1. An apparatus for charge control, the apparatus comprising:
- an integrated direct current-to-direct current (DC/DC) converter configured to step up an output voltage level of a load to be greater than or equal to a supply voltage level set in a power amplifier in a transmitting mode; and
  
  the power amplifier configured to convert a direct current (DC) voltage stepped up by the integrated DC/DC converter into an alternating current (AC) voltage based on a resonant frequency, and to amplify the converted AC voltage, in the transmitting mode.
- View Dependent Claims (2, 3, 4, 5, 6, 7, 8, 9, 29)
- - 2. The apparatus of claim 29, wherein the integrated DC/DC converter comprises:
    - a first capacitor connected in parallel to at least one of the AC/DC converter and the power amplifier;
      
      a second capacitor connected in parallel to the load;
      
      a first transistor of a P-channel metal oxide semiconductor (PMOS) type, the first transistor connected in series to the first capacitor;
      
      a second transistor of an N-channel metal oxide semiconductor (NMOS) type, the second transistor connected in parallel to the first transistor;
      
      an inductor connected in series to the second transistor; and
      
      an output voltage determining unit configured to determine a voltage applied to the second capacitor to be an output voltage of the integrated DC/DC converter in the receiving mode, and to determine a voltage applied to the first capacitor to be an output voltage of the integrated DC/DC converter in the transmitting mode.
  - 3. The apparatus of claim 2, wherein the integrated DC/DC converter further comprises:
    - a driving voltage determining unit configured to compare a voltage applied to the second capacitor to a voltage applied to the first capacitor and determine a higher voltage to be a driving voltage of the output voltage determining unit.
  - 4. The apparatus of claim 2, further comprising:
    - a third switch unit configured to connect the AC/DC converter to the integrated DC/DC converter in the receiving mode to charge the load with a power, and connect the integrated DC/DC converter to the power amplifier in the transmitting mode to transmit the power stored in the load.
  - 5. The apparatus of claim 2, further comprising:
    - a controller configured to control an operating time of the first transistor based on a difference between a voltage required by the load and a voltage applied to the second capacitor in the receiving mode.
  - 6. The apparatus of claim 5, wherein the controller is configured to control the operating time of the first transistor based on a difference between a supply voltage set in the power amplifier and a voltage applied to the first capacitor.
  - 7. The apparatus of claim 29, wherein the load comprises:
    - a battery charger configured to charge a battery by storing the DC voltage stepped down by the integrated DC/DC converter;
      
      the battery configured to be charged by the battery charger in the receiving mode, and to transfer a DC voltage to the integrated DC/DC converter in the transmitting mode; and
      
      a first switch unit configured to connect the battery charger to the battery in the receiving mode, and to break the connection between the battery charger and the battery and connect the integrated DC/DC converter to the battery in the transmitting mode.
  - 8. The apparatus of claim 29, further comprising:
    - a resonator configured to receive the AC power with a wireless power transmitter in the receiving mode, and to transmit the AC power amplified by the power amplifier with a wireless power receiver in the transmitting mode.
  - 9. The apparatus of claim 8, further comprising:
    - a second switch unit configured to connect the resonator to the AC/DC converter in the receiving mode, and to break the connection between the resonator and the AC/DC converter and connect the resonator to the power amplifier in the transmitting mode.
  - 29. The apparatus of claim 1, further comprising:
    - an alternating current-to-direct current (AC/DC) converter configured to convert an AC power received wirelessly into the DC power, in a receiving mode; and
      
      wherein the integrated DC/DC converter is further configured to step down a voltage level of the DC power to a voltage level required by the load in the receiving mode.

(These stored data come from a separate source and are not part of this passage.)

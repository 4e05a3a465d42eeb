//! Prometheus metrics for the bridge.
//!
//! # Example
//!
//! ```ignore
//! use mt5_bridge::observability::{init_metrics, MetricsConfig};
//!
//! init_metrics(&MetricsConfig::with_port(9090))?;
//! record_trade_request("buy", "success");
//! ```

use metrics::{counter, histogram};
use metrics_exporter_prometheus::PrometheusBuilder;
use std::net::{Ipv4Addr, SocketAddr};

/// Configuration for the metrics exporter.
#[derive(Debug, Clone)]
pub struct MetricsConfig {
    /// Address to bind the metrics HTTP listener.
    pub listen_addr: SocketAddr,
    /// Histogram buckets for request latency (in seconds).
    pub latency_buckets: Vec<f64>,
}

impl Default for MetricsConfig {
    fn default() -> Self {
        Self::with_port(9090)
    }
}

impl MetricsConfig {
    /// Listen on all interfaces at `port`.
    #[must_use]
    pub fn with_port(port: u16) -> Self {
        Self {
            listen_addr: SocketAddr::from((Ipv4Addr::UNSPECIFIED, port)),
            // Terminal round trips range from milliseconds to the fill retry delays.
            latency_buckets: vec![0.005, 0.01, 0.025, 0.05, 0.1, 0.25, 0.5, 1.0, 2.5, 5.0],
        }
    }
}

/// Initialize the Prometheus metrics exporter.
///
/// This starts an HTTP server that exposes metrics at `/metrics`.
///
/// # Errors
///
/// Returns an error if the metrics exporter fails to start (e.g., port already in use).
pub fn init_metrics(config: &MetricsConfig) -> Result<(), MetricsError> {
    PrometheusBuilder::new()
        .with_http_listener(config.listen_addr)
        .set_buckets(&config.latency_buckets)
        .map_err(|e| MetricsError::Configuration(e.to_string()))?
        .install()
        .map_err(|e| MetricsError::Installation(e.to_string()))?;

    tracing::info!(
        addr = %config.listen_addr,
        "Prometheus metrics exporter started"
    );

    Ok(())
}

/// Error type for metrics operations.
#[derive(Debug, thiserror::Error)]
pub enum MetricsError {
    /// Failed to configure metrics exporter.
    #[error("metrics configuration error: {0}")]
    Configuration(String),
    /// Failed to install metrics exporter.
    #[error("metrics installation error: {0}")]
    Installation(String),
}

// ============================================================================
// Trade Metrics
// ============================================================================

/// Record a `/trade` request.
///
/// # Arguments
///
/// * `action` - Trade action (e.g., "buy", `"close_partial"`)
/// * `outcome` - Outcome (e.g., "success", "rejected", "failed")
pub fn record_trade_request(action: &str, outcome: &str) {
    counter!(
        "bridge_trade_requests_total",
        "action" => action.to_string(),
        "outcome" => outcome.to_string()
    )
    .increment(1);
}

/// Record one `order_send` attempt.
///
/// # Arguments
///
/// * `fill_mode` - Filling policy label, or "none" for SLTP requests
/// * `outcome` - "success", `"unsupported_fill"`, "rejected", `"no_result"` or "error"
pub fn record_order_submission(fill_mode: &str, outcome: &str) {
    counter!(
        "bridge_order_submissions_total",
        "fill_mode" => fill_mode.to_string(),
        "outcome" => outcome.to_string()
    )
    .increment(1);
}

/// Record one position handled by close-all.
///
/// # Arguments
///
/// * `outcome` - "closed" or "failed"
pub fn record_close_all_position(outcome: &str) {
    counter!(
        "bridge_close_all_positions_total",
        "outcome" => outcome.to_string()
    )
    .increment(1);
}

// ============================================================================
// Session Metrics
// ============================================================================

/// Record a terminal re-initialization cycle.
///
/// # Arguments
///
/// * `outcome` - "success" or "failure"
pub fn record_terminal_reconnect(outcome: &str) {
    counter!(
        "bridge_terminal_reconnects_total",
        "outcome" => outcome.to_string()
    )
    .increment(1);
}

// ============================================================================
// HTTP Metrics
// ============================================================================

/// Record the latency of an HTTP route.
///
/// # Arguments
///
/// * `route` - Route path (e.g., "/trade")
/// * `latency_seconds` - Handler duration in seconds
pub fn record_request_latency(route: &str, latency_seconds: f64) {
    histogram!(
        "bridge_request_latency_seconds",
        "route" => route.to_string()
    )
    .record(latency_seconds);
}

10. An apparatus for charge control the apparatus comprising:
- a rectification unit configured to convert an alternating current (AC) power received wirelessly into a direct current (DC) power, in a receiving mode;
  
  a first DC-to-DC (DC/DC) converter configured to step down a voltage level of the DC power to a voltage level required by a load in the receiving mode;
  
  a second DC/DC converter configured to step up an output voltage level of the load to be greater than or equal to a supply voltage level set in a power amplifier in a transmitting mode; and
  
  the power amplifier configured to convert the DC voltage stepped up by the second DC/DC converter into an AC voltage based on a resonant frequency, and to amplify the converted AC voltage, in the transmitting mode.
- View Dependent Claims (11, 12)
- - 11. The apparatus of claim 10, further comprising:
    - a resonator configured to receive the AC power with a wireless power transmitter in the receiving mode, and to transmit the AC power amplified by the power amplifier with a wireless power receiver in the transmitting mode;
      
      a first switch unit configured to connect the resonator to the rectification unit in the receiving mode, and to connect the resonator to the power amplifier in the transmitting mode;
      
      a second switch unit configured to connect the load to the second DC/DC converter in the transmitting mode; and
      
      a controller configured to control operations of the first switch unit and the second switch unit, based on a user input.
  - 12. The apparatus of claim 10, wherein the load comprises:
    - a battery charger configured to charge a battery by storing the DC voltage stepped down by the first DC/DC converter; and
      
      the battery configured to be charged by the battery charger in the receiving mode, and to transfer a DC voltage to the second DC/DC converter in the transmitting mode.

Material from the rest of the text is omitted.